Give only a number in reply. It should be how many lines in the records contain the string "AppError".

====== DATASET ENTRIES ======

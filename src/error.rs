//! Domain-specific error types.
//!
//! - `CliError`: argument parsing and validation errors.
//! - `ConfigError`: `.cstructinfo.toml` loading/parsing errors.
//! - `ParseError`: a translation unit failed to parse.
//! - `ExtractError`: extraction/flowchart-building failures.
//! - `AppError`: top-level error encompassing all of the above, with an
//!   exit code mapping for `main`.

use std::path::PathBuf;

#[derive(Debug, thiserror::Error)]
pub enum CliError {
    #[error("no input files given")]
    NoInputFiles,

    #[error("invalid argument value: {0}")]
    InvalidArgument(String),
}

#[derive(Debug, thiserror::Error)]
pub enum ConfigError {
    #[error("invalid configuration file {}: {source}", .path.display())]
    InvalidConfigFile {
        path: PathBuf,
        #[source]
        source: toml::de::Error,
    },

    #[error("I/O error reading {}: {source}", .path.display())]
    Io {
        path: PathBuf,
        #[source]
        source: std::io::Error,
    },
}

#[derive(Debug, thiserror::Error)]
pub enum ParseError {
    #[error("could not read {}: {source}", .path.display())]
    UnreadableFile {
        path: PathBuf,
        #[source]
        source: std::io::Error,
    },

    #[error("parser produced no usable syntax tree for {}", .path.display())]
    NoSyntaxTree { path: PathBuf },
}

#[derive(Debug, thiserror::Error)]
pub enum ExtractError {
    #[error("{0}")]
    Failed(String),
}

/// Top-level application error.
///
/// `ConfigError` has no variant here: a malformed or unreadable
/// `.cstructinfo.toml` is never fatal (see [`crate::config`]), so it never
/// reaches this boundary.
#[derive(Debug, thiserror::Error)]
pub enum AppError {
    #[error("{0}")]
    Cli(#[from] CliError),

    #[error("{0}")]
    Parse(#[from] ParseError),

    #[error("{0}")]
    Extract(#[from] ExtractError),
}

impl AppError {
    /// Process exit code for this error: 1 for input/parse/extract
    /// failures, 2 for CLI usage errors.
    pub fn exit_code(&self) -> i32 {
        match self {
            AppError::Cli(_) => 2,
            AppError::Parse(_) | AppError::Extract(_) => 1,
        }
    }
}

======

WRITTEN ANSWER:
5